**EXERCISE BRIEF**
Please copy every line from the records below that contains the string "Clone".

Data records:
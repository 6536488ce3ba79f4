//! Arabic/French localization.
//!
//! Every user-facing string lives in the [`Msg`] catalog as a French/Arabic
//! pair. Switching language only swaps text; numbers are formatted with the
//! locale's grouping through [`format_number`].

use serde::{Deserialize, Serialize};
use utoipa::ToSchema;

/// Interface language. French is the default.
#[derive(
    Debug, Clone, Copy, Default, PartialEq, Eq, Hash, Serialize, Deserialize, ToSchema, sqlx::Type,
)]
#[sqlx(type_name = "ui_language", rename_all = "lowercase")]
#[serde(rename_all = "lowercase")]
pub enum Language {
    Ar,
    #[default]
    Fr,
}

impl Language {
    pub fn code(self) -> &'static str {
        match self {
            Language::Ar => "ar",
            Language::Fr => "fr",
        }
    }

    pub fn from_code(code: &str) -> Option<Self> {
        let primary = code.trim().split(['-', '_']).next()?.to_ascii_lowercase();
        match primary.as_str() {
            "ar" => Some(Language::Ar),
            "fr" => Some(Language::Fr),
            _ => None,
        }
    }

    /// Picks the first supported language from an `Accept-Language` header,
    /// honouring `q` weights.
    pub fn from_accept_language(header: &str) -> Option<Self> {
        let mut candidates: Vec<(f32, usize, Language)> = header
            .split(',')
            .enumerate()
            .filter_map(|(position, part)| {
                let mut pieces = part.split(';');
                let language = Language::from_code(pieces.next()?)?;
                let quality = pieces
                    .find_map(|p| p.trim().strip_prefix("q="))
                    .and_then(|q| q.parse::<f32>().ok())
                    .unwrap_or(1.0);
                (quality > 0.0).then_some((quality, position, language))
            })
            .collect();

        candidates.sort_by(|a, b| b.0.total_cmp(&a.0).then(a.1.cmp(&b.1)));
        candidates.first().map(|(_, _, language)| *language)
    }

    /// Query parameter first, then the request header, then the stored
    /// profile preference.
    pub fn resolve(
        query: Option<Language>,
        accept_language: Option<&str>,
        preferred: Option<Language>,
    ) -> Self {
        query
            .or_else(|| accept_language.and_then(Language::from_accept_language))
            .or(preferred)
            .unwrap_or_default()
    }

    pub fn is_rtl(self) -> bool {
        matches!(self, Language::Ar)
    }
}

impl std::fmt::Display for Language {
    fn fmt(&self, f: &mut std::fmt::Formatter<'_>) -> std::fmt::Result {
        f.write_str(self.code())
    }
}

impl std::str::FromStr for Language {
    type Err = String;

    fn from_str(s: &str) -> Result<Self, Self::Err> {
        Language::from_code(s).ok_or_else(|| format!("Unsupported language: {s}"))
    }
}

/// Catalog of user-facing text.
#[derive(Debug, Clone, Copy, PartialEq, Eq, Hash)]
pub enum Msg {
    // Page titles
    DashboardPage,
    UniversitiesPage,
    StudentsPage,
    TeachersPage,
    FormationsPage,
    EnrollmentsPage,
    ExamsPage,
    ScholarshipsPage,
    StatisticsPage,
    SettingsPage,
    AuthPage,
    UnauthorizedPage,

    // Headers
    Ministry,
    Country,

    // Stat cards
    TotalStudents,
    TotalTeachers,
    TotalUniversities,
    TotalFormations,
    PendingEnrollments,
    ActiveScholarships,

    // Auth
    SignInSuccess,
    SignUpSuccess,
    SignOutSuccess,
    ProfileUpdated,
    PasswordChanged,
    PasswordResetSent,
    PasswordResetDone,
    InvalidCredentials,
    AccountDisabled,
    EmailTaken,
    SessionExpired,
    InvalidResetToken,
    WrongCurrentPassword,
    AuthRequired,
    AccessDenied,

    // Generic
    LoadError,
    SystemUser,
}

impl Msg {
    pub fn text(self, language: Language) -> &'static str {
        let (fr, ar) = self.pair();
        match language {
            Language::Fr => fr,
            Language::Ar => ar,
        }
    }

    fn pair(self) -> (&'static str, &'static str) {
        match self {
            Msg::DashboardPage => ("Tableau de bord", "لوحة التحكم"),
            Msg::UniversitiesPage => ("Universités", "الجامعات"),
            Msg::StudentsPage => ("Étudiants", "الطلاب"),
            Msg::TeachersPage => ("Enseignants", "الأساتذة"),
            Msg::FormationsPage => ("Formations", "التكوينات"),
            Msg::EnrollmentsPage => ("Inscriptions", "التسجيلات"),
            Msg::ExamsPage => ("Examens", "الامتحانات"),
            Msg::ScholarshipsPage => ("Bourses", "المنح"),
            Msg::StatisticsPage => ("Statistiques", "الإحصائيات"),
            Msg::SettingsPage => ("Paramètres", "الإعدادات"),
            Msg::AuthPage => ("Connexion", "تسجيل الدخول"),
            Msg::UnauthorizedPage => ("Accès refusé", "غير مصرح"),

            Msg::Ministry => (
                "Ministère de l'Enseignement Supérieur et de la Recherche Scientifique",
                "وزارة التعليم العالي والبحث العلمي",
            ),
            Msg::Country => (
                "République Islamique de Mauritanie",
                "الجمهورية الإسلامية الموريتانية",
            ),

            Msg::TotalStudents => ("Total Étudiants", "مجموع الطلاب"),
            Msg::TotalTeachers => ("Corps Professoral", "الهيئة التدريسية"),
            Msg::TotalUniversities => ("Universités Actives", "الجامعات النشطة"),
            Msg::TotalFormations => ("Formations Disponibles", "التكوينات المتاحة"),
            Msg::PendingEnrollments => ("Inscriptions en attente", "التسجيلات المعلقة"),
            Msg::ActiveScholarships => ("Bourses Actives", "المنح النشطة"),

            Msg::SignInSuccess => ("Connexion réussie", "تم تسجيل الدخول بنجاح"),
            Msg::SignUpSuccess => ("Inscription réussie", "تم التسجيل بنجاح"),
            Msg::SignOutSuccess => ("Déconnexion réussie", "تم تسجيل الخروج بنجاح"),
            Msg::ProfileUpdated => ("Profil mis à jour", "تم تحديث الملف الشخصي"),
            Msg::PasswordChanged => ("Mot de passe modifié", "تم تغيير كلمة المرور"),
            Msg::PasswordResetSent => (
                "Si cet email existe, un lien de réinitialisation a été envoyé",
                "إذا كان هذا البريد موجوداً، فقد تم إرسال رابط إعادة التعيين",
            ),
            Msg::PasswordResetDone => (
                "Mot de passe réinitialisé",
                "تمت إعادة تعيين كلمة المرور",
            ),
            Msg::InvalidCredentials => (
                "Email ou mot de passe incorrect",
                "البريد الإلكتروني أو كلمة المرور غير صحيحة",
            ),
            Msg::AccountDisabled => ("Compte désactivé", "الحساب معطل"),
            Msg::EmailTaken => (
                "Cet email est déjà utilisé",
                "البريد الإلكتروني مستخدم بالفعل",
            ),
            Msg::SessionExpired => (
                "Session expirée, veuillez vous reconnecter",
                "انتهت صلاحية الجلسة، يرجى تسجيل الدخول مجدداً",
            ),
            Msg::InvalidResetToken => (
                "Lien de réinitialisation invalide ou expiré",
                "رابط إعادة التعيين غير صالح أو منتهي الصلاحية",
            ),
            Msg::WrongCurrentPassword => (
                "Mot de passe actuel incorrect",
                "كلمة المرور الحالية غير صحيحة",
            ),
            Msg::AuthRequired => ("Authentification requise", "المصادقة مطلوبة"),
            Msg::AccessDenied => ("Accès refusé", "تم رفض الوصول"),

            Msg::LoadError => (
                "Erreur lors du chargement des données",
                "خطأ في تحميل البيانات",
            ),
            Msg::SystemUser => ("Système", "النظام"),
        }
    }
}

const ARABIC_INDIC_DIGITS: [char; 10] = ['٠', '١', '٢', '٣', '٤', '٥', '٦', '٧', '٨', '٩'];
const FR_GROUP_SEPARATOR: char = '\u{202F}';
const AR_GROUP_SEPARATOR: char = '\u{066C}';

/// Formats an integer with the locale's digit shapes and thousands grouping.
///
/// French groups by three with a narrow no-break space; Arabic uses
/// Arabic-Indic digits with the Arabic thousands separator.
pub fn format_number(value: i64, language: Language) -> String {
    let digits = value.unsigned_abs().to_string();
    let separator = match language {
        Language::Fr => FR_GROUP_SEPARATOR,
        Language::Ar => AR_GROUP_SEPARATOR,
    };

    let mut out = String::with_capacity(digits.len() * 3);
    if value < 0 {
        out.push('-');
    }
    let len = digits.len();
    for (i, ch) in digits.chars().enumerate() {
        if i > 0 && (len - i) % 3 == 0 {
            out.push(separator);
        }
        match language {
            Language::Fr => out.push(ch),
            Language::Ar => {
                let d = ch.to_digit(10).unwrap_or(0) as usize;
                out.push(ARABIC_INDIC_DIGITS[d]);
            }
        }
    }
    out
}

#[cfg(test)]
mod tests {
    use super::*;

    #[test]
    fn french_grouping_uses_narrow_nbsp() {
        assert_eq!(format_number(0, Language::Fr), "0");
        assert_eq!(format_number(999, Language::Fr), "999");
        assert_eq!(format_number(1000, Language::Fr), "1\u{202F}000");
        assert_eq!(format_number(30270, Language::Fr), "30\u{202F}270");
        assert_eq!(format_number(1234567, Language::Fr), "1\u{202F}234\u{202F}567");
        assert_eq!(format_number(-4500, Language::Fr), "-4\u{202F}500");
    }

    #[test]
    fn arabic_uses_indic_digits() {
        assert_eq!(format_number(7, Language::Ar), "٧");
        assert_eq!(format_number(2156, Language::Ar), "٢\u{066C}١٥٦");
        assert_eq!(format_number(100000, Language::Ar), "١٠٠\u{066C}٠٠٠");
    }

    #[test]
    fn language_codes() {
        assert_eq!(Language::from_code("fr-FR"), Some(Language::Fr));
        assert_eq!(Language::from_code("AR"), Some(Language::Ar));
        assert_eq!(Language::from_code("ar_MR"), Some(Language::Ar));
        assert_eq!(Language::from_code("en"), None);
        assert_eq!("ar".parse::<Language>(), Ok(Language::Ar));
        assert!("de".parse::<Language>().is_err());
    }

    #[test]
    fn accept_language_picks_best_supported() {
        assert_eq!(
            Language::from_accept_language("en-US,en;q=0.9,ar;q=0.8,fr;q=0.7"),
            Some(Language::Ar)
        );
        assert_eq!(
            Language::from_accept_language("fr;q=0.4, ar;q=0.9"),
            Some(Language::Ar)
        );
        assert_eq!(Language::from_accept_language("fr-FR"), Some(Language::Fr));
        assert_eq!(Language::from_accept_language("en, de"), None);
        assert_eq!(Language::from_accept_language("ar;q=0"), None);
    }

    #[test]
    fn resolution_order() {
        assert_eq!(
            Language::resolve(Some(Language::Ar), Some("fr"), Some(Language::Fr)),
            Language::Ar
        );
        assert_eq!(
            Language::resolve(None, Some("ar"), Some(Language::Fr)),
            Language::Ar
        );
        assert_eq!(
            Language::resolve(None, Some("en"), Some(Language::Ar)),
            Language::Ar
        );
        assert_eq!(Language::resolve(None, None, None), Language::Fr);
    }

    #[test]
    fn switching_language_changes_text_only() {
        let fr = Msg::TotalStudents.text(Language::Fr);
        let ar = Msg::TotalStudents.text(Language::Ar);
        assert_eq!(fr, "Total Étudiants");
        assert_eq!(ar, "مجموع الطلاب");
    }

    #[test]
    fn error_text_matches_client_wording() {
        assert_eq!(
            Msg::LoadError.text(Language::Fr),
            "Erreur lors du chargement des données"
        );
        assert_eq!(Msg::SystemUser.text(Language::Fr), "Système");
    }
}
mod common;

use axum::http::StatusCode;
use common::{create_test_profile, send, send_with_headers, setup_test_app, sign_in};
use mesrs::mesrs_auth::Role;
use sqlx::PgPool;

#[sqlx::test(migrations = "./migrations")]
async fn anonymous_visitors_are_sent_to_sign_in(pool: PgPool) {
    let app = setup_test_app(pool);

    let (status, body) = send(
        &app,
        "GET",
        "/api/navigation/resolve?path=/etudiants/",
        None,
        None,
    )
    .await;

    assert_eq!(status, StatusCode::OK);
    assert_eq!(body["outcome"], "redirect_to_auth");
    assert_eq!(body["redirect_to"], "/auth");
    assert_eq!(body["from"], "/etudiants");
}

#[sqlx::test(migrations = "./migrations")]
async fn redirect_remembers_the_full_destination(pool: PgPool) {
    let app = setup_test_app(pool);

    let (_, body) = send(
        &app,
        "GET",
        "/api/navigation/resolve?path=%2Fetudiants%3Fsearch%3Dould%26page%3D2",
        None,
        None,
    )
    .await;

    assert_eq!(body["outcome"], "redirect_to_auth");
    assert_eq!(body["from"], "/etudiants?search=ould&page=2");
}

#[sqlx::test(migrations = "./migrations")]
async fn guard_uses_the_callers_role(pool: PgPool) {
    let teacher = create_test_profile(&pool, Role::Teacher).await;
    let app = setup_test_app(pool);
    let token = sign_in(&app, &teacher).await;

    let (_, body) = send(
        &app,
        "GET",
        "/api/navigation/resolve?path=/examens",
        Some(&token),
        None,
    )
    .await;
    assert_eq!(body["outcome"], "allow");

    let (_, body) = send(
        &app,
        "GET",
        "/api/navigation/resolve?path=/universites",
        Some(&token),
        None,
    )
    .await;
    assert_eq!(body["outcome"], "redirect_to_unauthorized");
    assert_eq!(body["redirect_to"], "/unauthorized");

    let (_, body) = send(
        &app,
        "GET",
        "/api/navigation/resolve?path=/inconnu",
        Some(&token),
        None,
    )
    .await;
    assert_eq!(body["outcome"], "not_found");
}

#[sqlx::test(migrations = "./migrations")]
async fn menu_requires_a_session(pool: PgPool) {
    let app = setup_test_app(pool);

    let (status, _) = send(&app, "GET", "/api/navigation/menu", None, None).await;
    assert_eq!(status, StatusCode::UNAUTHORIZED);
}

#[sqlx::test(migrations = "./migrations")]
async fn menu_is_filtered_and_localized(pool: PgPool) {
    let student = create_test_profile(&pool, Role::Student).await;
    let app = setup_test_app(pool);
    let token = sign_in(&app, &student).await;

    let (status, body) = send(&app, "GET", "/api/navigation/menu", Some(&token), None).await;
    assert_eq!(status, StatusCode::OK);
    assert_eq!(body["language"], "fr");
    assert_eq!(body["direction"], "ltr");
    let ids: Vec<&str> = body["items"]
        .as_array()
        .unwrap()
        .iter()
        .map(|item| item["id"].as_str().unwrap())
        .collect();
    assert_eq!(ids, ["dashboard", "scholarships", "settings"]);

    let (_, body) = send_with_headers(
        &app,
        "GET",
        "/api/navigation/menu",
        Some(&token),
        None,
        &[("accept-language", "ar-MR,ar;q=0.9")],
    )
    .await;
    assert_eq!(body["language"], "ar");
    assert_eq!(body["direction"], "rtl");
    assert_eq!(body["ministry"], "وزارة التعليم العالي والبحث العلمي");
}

**COMPLETED TASK**
    Debug, Clone, Copy, Default, PartialEq, Eq, Hash, Serialize, Deserialize, ToSchema, sqlx::Type,
#[derive(Debug, Clone, Copy, PartialEq, Eq, Hash)]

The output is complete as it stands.